PCa cells were incubated with supernatant from normal fibroblasts and CAFs to assess their effects on cell behaviors. Sequencing, genomic, and clinical data were collected from TCGA, MSKCC, CPGEA and GEO databases. CAF molecular subtypes and total CAF scores were constructed and grouped into low and high groups based on CAF-specific gene expression. Progression free interval (PFI), clinicopathological features, telomere length, immune cell infiltration, drug treatment and somatic mutations were compared among CAF molecular subtypes and low/high score groups.
The PCa CAF-derived supernatant promoted PCa cell proliferation and invasion. Based on differentially expressed genes identified by scRNA-seq analyses, we classified CAFs into 6 molecular subtypes in PCa tumors, and each subtype was then categorized into score-high and low groups according to the subtype-specific gene expression level. Such score models in 6 CAF subtypes all predicted PFI. Telomeres were significantly shorter in high-score tumors. The total CAF score from 6 CAF subtypes was also associated with PFI in PCa patients inversely, which was consistent with results from cellular experiments. Immunosuppressive microenvironment occurred more frequently in tumors with a high CAF score, which was characterized by increased CTLA4 expression and indicated better responses to CTLA4 inhibitors. Moreover, this model can also serve as a useful PFI predictor in pan-cancers.
By combining scRNA-seq and bulk RNA-seq data analyses, we develop a CAF subtype score system as a prognostic factor for PCa and other cancer types. This model system also helps distinguish different immune-suppressive mechanisms in PCa, suggesting its implications in predicting response to immunotherapy. Thus, the present findings should contribute to personalized PCa intervention.
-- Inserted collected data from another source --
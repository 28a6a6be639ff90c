use crate::foundation::error::{ReelError, ReelResult};
use std::time::Duration;

pub use kurbo::{Affine, Point, Rect, Vec2};

/// Absolute 0-based index of a sampled frame in an encoded stream.
#[derive(
    Clone, Copy, Debug, PartialEq, Eq, PartialOrd, Ord, Hash, serde::Serialize, serde::Deserialize,
)]
pub struct FrameIndex(pub u64);

/// Frames-per-second represented as a rational `num/den`.
#[derive(Clone, Copy, Debug, PartialEq, Eq, serde::Serialize, serde::Deserialize)]
pub struct Fps {
    /// Numerator (frames).
    pub num: u32,
    /// Denominator (seconds), must be non-zero.
    pub den: u32,
}

impl Fps {
    /// Create a validated FPS value.
    pub fn new(num: u32, den: u32) -> ReelResult<Self> {
        if den == 0 {
            return Err(ReelError::validation("Fps den must be > 0"));
        }
        if num == 0 {
            return Err(ReelError::validation("Fps num must be > 0"));
        }
        Ok(Self { num, den })
    }

    /// Convert to floating-point FPS.
    pub fn as_f64(self) -> f64 {
        f64::from(self.num) / f64::from(self.den)
    }

    /// Duration of one frame in seconds.
    pub fn frame_duration_secs(self) -> f64 {
        f64::from(self.den) / f64::from(self.num)
    }

    /// Presentation offset of frame `idx`, computed in integer nanoseconds so that
    /// `offset(n * fps)` lands on whole seconds without float drift.
    ///
    /// Rounded up to the next nanosecond: `slot_at(frame_offset(n)) == n`.
    pub fn frame_offset(self, idx: FrameIndex) -> Duration {
        let num = u128::from(self.num.max(1));
        let nanos = (u128::from(idx.0) * 1_000_000_000u128 * u128::from(self.den)).div_ceil(num);
        Duration::from_nanos(u64::try_from(nanos).unwrap_or(u64::MAX))
    }

    /// Index of the frame slot containing `elapsed` (floor semantics).
    pub fn slot_at(self, elapsed: Duration) -> FrameIndex {
        let den = u128::from(self.den.max(1));
        let slot = elapsed.as_nanos() * u128::from(self.num) / (1_000_000_000u128 * den);
        FrameIndex(u64::try_from(slot).unwrap_or(u64::MAX))
    }
}

impl Default for Fps {
    fn default() -> Self {
        Self { num: 30, den: 1 }
    }
}

/// Raster surface dimensions in pixels.
#[derive(Clone, Copy, Debug, PartialEq, Eq, serde::Serialize, serde::Deserialize)]
pub struct Canvas {
    /// Width in pixels.
    pub width: u32,
    /// Height in pixels.
    pub height: u32,
}

impl Canvas {
    /// Number of bytes in a tightly packed RGBA8 buffer of this size.
    pub fn rgba_len(self) -> usize {
        (self.width as usize)
            .saturating_mul(self.height as usize)
            .saturating_mul(4)
    }
}

/// Premultiplied RGBA8 (r,g,b already multiplied by a).
#[derive(Clone, Copy, Debug, PartialEq, Eq, serde::Serialize, serde::Deserialize)]
pub struct Rgba8Premul {
    /// Red channel premultiplied by alpha.
    pub r: u8,
    /// Green channel premultiplied by alpha.
    pub g: u8,
    /// Blue channel premultiplied by alpha.
    pub b: u8,
    /// Alpha channel.
    pub a: u8,
}

impl Rgba8Premul {
    /// Fully transparent black.
    pub fn transparent() -> Self {
        Self {
            r: 0,
            g: 0,
            b: 0,
            a: 0,
        }
    }

    /// Convert straight-alpha RGBA8 into premultiplied RGBA8.
    pub fn from_straight_rgba(r: u8, g: u8, b: u8, a: u8) -> Self {
        fn premul(c: u8, a: u8) -> u8 {
            let c = u16::from(c);
            let a = u16::from(a);
            (((c * a) + 127) / 255) as u8
        }

        Self {
            r: premul(r, a),
            g: premul(g, a),
            b: premul(b, a),
            a,
        }
    }

    /// Channels as a `[r, g, b, a]` array.
    pub fn to_array(self) -> [u8; 4] {
        [self.r, self.g, self.b, self.a]
    }
}

#[cfg(test)]
#[path = "../../tests/unit/foundation/core.rs"]
mod tests;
癌症相关成纤维细胞(CAFs)一方面会促进癌症进展并导致治疗失败,另一方面也观察到它们具有抑制肿瘤的功能。最近的单细胞RNA测序(scRNA-seq)分析揭示了CAFs的异质性,并定义了CAFs的分子亚型,这有助于解释它们不同的功能。然而,这些CAF亚型在前列腺癌(PCa)或其他恶性肿瘤中是否具有相同或不同的生物学/临床意义仍不清楚。
将PCa细胞与正常成纤维细胞和CAFs的上清液共同培养,以评估它们对细胞行为的影响。从TCGA、MSKCC、CPGEA和GEO数据库收集测序、基因组和临床数据。构建CAF分子亚型和总CAF评分,并根据CAF特异性基因表达将其分为低分组和高分组。比较CAF分子亚型和低/高评分组之间的无进展生存期(PFI)、临床病理特征、端粒长度、免疫细胞浸润、药物治疗和体细胞突变情况。
PCa来源的CAF上清液促进了PCa细胞的增殖和侵袭。基于scRNA-seq分析鉴定出的差异表达基因,我们将PCa肿瘤中的CAFs分为6种分子亚型,然后根据亚型特异性基因表达水平将每种亚型分为高分和低分组。6种CAF亚型中的这种评分模型均能预测PFI。高分肿瘤中的端粒明显更短。6种CAF亚型的总CAF评分也与PCa患者的PFI呈负相关,这与细胞实验结果一致。在CAF评分高的肿瘤中,免疫抑制微环境更常见,其特征是CTLA4表达增加,表明对CTLA4抑制剂的反应更好。此外,该模型也可作为泛癌中有用的PFI预测指标。
通过结合scRNA-seq和批量RNA-seq数据分析,我们开发了一种CAF亚型评分系统,作为PCa和其他癌症类型的预后因素。该模型系统还有助于区分PCa中不同的免疫抑制机制,提示其在预测免疫治疗反应方面的意义。因此,本研究结果应有助于PCa的个性化干预。